Activity: Across all the records, filter for lines with the word "HashMap" and copy them.

Saved entries
========

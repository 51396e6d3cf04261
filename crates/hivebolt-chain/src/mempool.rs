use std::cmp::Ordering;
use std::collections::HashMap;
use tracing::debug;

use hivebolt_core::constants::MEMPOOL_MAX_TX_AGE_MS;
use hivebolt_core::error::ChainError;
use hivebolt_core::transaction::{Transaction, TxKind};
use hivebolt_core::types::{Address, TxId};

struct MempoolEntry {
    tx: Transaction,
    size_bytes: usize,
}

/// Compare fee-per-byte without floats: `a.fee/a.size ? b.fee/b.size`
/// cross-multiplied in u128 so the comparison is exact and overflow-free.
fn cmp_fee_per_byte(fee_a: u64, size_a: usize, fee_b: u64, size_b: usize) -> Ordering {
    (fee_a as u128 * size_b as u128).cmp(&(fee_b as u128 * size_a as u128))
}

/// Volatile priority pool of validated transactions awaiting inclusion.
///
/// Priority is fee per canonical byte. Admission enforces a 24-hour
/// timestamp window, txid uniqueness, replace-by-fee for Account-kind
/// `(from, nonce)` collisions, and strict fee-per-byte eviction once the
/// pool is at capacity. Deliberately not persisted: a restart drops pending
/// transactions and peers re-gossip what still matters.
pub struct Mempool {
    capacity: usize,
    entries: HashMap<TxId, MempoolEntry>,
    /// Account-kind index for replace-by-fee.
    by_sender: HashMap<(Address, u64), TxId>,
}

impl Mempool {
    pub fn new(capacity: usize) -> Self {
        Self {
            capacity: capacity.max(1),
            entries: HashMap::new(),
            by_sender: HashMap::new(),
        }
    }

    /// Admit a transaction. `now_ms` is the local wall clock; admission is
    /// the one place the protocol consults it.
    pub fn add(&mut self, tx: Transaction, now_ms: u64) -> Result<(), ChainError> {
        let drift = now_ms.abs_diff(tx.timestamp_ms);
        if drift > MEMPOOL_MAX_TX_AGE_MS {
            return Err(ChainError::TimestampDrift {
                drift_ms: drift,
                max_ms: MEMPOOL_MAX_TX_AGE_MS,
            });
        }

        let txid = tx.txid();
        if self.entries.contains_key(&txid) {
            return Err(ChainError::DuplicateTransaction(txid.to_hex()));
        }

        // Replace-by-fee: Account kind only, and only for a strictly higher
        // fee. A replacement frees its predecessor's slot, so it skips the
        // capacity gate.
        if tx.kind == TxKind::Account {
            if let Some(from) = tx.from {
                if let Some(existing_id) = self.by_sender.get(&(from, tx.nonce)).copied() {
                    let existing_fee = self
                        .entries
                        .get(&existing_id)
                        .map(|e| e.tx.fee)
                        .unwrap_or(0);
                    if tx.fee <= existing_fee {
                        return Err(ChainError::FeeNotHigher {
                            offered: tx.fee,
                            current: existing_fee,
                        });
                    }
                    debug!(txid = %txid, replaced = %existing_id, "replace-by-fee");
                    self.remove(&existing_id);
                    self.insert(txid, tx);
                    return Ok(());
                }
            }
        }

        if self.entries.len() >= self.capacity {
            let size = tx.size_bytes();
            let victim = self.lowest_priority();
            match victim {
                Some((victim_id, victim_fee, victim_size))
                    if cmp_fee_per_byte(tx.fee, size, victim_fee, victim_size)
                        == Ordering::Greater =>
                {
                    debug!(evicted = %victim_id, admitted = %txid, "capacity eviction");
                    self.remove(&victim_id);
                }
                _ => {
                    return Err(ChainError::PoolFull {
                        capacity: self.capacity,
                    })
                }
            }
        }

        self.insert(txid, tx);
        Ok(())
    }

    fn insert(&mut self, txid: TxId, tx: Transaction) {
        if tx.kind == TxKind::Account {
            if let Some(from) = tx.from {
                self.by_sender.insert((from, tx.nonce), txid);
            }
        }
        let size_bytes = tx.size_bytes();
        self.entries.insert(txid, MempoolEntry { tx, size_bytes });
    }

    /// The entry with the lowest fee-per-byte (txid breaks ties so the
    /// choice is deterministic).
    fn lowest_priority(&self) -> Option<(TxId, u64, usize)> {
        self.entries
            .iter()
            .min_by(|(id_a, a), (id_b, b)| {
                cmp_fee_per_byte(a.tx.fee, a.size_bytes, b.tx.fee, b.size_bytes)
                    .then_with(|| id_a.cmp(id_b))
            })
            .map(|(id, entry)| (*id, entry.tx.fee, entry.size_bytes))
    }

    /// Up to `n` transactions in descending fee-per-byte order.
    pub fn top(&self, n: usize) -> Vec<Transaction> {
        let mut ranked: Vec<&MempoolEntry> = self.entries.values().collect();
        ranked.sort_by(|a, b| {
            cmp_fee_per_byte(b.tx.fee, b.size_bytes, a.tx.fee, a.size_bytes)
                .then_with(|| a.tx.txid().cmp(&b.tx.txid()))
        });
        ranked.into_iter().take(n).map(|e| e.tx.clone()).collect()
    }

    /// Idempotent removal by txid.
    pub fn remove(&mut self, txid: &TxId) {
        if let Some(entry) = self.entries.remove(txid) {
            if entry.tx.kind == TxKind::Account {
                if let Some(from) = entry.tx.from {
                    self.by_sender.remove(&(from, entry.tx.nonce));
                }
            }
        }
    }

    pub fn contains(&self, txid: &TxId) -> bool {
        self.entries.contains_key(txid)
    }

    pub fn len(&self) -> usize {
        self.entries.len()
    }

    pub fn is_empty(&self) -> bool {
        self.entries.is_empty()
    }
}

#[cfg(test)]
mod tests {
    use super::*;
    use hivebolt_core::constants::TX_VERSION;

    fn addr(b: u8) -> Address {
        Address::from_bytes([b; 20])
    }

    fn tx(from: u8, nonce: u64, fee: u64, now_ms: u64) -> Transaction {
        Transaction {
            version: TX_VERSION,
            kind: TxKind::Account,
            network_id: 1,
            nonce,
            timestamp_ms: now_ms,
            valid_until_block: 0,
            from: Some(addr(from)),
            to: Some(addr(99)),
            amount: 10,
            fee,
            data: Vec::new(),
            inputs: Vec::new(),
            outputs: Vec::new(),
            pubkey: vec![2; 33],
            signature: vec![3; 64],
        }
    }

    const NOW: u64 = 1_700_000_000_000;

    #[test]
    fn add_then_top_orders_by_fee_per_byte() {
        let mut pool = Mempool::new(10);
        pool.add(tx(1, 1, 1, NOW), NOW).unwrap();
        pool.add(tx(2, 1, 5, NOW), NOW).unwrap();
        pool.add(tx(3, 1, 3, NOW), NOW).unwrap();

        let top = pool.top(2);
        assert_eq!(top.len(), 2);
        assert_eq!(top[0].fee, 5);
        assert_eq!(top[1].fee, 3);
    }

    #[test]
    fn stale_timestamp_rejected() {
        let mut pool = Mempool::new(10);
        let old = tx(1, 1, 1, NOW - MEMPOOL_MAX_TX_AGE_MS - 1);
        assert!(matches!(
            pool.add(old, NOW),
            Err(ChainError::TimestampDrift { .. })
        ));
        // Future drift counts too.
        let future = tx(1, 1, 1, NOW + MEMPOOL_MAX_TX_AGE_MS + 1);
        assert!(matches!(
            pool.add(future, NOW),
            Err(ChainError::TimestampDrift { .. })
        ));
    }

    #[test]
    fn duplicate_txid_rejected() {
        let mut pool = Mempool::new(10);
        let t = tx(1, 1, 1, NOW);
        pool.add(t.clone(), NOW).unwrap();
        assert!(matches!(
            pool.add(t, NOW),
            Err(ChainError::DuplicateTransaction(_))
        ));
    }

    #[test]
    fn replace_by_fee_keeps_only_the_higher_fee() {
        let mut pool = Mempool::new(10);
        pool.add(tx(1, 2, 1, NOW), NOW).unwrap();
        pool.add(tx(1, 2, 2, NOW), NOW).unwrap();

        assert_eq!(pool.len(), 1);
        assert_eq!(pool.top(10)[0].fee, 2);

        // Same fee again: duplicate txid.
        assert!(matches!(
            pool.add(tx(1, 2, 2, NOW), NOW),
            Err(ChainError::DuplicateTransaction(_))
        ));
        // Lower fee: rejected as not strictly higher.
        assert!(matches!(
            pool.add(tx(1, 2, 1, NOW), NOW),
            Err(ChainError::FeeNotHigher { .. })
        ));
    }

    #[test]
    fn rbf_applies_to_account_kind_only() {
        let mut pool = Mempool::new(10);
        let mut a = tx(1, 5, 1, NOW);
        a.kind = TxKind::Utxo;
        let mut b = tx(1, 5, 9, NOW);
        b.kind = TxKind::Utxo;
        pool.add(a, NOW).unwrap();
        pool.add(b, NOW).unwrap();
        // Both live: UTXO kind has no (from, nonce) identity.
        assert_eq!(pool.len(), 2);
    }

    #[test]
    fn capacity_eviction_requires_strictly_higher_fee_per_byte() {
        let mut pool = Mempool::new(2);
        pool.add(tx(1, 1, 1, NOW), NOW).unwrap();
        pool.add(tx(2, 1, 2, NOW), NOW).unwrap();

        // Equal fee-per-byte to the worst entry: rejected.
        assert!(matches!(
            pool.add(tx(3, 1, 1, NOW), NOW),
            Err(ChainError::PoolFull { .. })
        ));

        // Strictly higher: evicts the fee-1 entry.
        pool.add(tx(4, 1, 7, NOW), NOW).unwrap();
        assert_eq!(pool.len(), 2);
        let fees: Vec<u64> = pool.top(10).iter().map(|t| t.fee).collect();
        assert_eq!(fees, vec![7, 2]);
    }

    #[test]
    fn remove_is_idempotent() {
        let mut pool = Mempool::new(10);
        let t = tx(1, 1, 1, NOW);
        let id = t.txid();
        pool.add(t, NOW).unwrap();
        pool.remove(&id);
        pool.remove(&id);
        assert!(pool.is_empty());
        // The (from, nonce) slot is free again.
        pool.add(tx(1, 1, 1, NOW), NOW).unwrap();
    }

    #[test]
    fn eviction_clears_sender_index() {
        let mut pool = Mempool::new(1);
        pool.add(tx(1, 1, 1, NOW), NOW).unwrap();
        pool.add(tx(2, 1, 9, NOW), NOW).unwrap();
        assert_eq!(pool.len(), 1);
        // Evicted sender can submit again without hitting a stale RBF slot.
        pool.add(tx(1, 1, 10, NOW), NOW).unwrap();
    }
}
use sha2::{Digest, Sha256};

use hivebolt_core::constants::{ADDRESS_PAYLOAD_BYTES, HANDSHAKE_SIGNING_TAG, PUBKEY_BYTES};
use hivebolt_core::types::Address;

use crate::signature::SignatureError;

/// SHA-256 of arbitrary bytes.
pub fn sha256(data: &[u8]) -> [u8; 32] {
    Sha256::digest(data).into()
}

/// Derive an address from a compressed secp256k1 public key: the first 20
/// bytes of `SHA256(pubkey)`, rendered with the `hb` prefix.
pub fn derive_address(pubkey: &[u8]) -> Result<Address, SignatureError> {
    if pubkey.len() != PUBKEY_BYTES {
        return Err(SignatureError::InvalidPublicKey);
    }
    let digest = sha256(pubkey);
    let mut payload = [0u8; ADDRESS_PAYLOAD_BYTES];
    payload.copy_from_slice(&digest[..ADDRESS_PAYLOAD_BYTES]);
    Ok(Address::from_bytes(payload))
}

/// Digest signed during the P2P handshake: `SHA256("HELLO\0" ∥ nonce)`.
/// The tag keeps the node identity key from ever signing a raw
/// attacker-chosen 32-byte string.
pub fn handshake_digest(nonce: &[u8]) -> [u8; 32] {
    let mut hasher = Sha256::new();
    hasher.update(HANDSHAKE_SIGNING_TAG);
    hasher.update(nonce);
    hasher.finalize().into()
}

========

Solution to the exercise:
use std::collections::HashMap;
    entries: HashMap<TxId, MempoolEntry>,
    by_sender: HashMap<(Address, u64), TxId>,
            entries: HashMap::new(),
            by_sender: HashMap::new(),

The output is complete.